Tree ring width measurements from a site in the Northwest Territories, Canada, provide a paleoclimate record. The chronology spans 493 years, from 459 to -34 calendar years before present. This archived study was published by NOAA NCEI's World Data Service for Paleoclimatology in 1984.
Use Cases
- Reconstruct past temperature or precipitation anomalies by analyzing the tree ring width time-series.
- Calibrate the chronology against known climate events using the calendar years before present (BP) index.
- Compare this site's growth patterns with other ITRDB chronologies to study regional climate signals.

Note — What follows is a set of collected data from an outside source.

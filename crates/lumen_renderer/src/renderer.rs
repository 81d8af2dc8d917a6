//! Core ray casting renderer.
//!
//! Implements single-bounce local shading with:
//! - One primary ray per pixel (no anti-aliasing)
//! - Hard shadows from point lights
//! - Lambertian diffuse plus Phong specular reflectance

use std::time::Instant;

use crate::bucket::{render_parallel, DEFAULT_BUCKET_SIZE};
use crate::{Camera, Color, Scene, SceneHit};
use lumen_math::{Interval, Ray};

/// 8-bit RGB pixel.
pub type Rgb = [u8; 3];

/// Color of pixels whose primary ray hits nothing.
pub const BACKGROUND: Rgb = [0, 0, 0];

/// Render configuration.
#[derive(Debug, Clone)]
pub struct RenderConfig {
    /// World-space distance skipped at the start of each shadow ray, so a
    /// surface does not shadow itself through rounding error
    pub shadow_bias: f32,
    /// Edge length of the square tiles used by the parallel renderer
    pub bucket_size: u32,
    /// Render buckets on the rayon thread pool instead of a single thread
    pub parallel: bool,
}

impl Default for RenderConfig {
    fn default() -> Self {
        Self {
            shadow_bias: 0.001,
            bucket_size: DEFAULT_BUCKET_SIZE,
            parallel: true,
        }
    }
}

/// Sum the contributions of every light that is visible from a hit.
///
/// Shadow rays end at the light: occluders farther away than the light do
/// not block it.
pub fn shade(scene: &Scene, ray: &Ray, hit: &SceneHit<'_>, config: &RenderConfig) -> Color {
    let shader = hit.shader();
    let point = hit.hit.point;

    let Some(normal) = hit.hit.normal.try_normalize() else {
        log::debug!("Degenerate normal at {:?}", point);
        return Color::ZERO;
    };
    let view_dir = (-ray.direction()).try_normalize().unwrap_or(normal);

    let mut color = Color::ZERO;
    for light in scene.lights() {
        // Shadow ray reaches the light at t = 1
        let shadow_ray = Ray::between(point, light.position);
        let to_light = shadow_ray.direction();
        let Some(light_vec) = to_light.try_normalize() else {
            log::debug!("Light at {:?} coincides with a surface point", light.position);
            continue;
        };

        let shadow_t = Interval::new(config.shadow_bias / to_light.length(), 1.0);
        if scene.is_occluded(&shadow_ray, shadow_t) {
            continue;
        }

        color += shader.radiance(light_vec, view_dir, normal, light.intensity);
    }

    color
}

/// Compute the linear color seen along a primary ray.
///
/// Returns `None` when the ray hits nothing.
pub fn ray_color(ray: &Ray, scene: &Scene, config: &RenderConfig) -> Option<Color> {
    let hit = scene.nearest_hit(ray, Interval::FORWARD)?;
    Some(shade(scene, ray, &hit, config))
}

/// Scale a linear channel to 8 bits, clamping to [0, 255].
///
/// NaN maps to 0.
#[inline]
pub fn clamp_channel(x: f32) -> u8 {
    if x.is_nan() {
        return 0;
    }
    Interval::new(0.0, 255.0).clamp(255.0 * x) as u8
}

/// Convert a linear color to 8-bit RGB.
pub fn color_to_rgb(color: Color) -> Rgb {
    [
        clamp_channel(color.x),
        clamp_channel(color.y),
        clamp_channel(color.z),
    ]
}

/// Shade one pixel, reporting whether its color contained NaN.
///
/// Infinite channels are not reported; they clamp to 255.
pub(crate) fn sample_pixel(
    camera: &Camera,
    scene: &Scene,
    row: u32,
    col: u32,
    config: &RenderConfig,
) -> (Rgb, bool) {
    let ray = camera.get_ray(row, col);
    match ray_color(&ray, scene, config) {
        Some(color) => (color_to_rgb(color), color.is_nan()),
        None => (BACKGROUND, false),
    }
}

/// Render a single pixel.
pub fn render_pixel(camera: &Camera, scene: &Scene, row: u32, col: u32, config: &RenderConfig) -> Rgb {
    sample_pixel(camera, scene, row, col, config).0
}

/// Row-major 8-bit RGB image, row 0 at the top.
#[derive(Debug, Clone, PartialEq)]
pub struct PixelBuffer {
    pub width: u32,
    pub height: u32,
    pixels: Vec<Rgb>,
}

impl PixelBuffer {
    /// Create a new pixel buffer filled with the background color.
    pub fn new(width: u32, height: u32) -> Self {
        Self {
            width,
            height,
            pixels: vec![BACKGROUND; width as usize * height as usize],
        }
    }

    fn index(&self, row: u32, col: u32) -> usize {
        row as usize * self.width as usize + col as usize
    }

    /// Get the pixel at (`row`, `col`).
    pub fn get(&self, row: u32, col: u32) -> Rgb {
        self.pixels[self.index(row, col)]
    }

    /// Set the pixel at (`row`, `col`).
    pub fn set(&mut self, row: u32, col: u32, rgb: Rgb) {
        let index = self.index(row, col);
        self.pixels[index] = rgb;
    }

    /// All pixels in row-major order.
    pub fn pixels(&self) -> &[Rgb] {
        &self.pixels
    }

    /// Flatten to interleaved RGB bytes (for saving).
    pub fn to_rgb_bytes(&self) -> Vec<u8> {
        self.pixels.iter().flatten().copied().collect()
    }
}

pub(crate) fn log_summary(camera: &Camera, anomalies: usize, start: Instant) {
    if anomalies > 0 {
        log::warn!("{} pixels had NaN color, written as 0", anomalies);
    }
    log::info!(
        "Rendered {}x{} in {:?}",
        camera.image_width(),
        camera.image_height(),
        start.elapsed()
    );
}

pub(crate) fn log_start(camera: &Camera, scene: &Scene, mode: &str) {
    log::info!(
        "Rendering {}x{} ({}): {} spheres, {} boxes, {} lights",
        camera.image_width(),
        camera.image_height(),
        mode,
        scene.spheres().len(),
        scene.boxes().len(),
        scene.lights().len()
    );
}

/// Render the entire scene on the calling thread.
pub fn render(camera: &Camera, scene: &Scene, config: &RenderConfig) -> PixelBuffer {
    log_start(camera, scene, "single-threaded");
    let start = Instant::now();

    let mut image = PixelBuffer::new(camera.image_width(), camera.image_height());
    let mut anomalies = 0;

    for row in 0..camera.image_height() {
        for col in 0..camera.image_width() {
            let (rgb, degenerate) = sample_pixel(camera, scene, row, col, config);
            anomalies += degenerate as usize;
            image.set(row, col, rgb);
        }
    }

    log_summary(camera, anomalies, start);
    image
}

/// Render with the strategy selected by `config.parallel`.
pub fn render_with_config(camera: &Camera, scene: &Scene, config: &RenderConfig) -> PixelBuffer {
    if config.parallel {
        render_parallel(camera, scene, config)
    } else {
        render(camera, scene, config)
    }
}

- Validate climate model outputs for the Holocene period using the 493-year proxy record.
Strengths
- Time-series spans 493 calendar years, providing a multi-century climate record.
- Data is archived and curated by the authoritative NOAA NCEI World Data Service for Paleoclimatology.
Limitations
- Dataset is temporally stale, with a last update date of 1984.
- Geographic coverage is limited to a single site (Hornby Cabin) in Northwest Territories, Canada.
- The raw sample size, measurement resolution, and replication statistics are unknown.
Provenance
- Source
- NOAA National Centers for Environmental Information (NCEI), World Data Service for Paleoclimatology.
- Collection Method
- Tree ring analysis (dendrochronology), part of the International Tree-Ring Data Bank (ITRDB).
- Time Range
- 459 to -34 calendar years before present (BP).
- Freshness
- null
- Geography
- Hornby Cabin, Northwest Territories, Canada.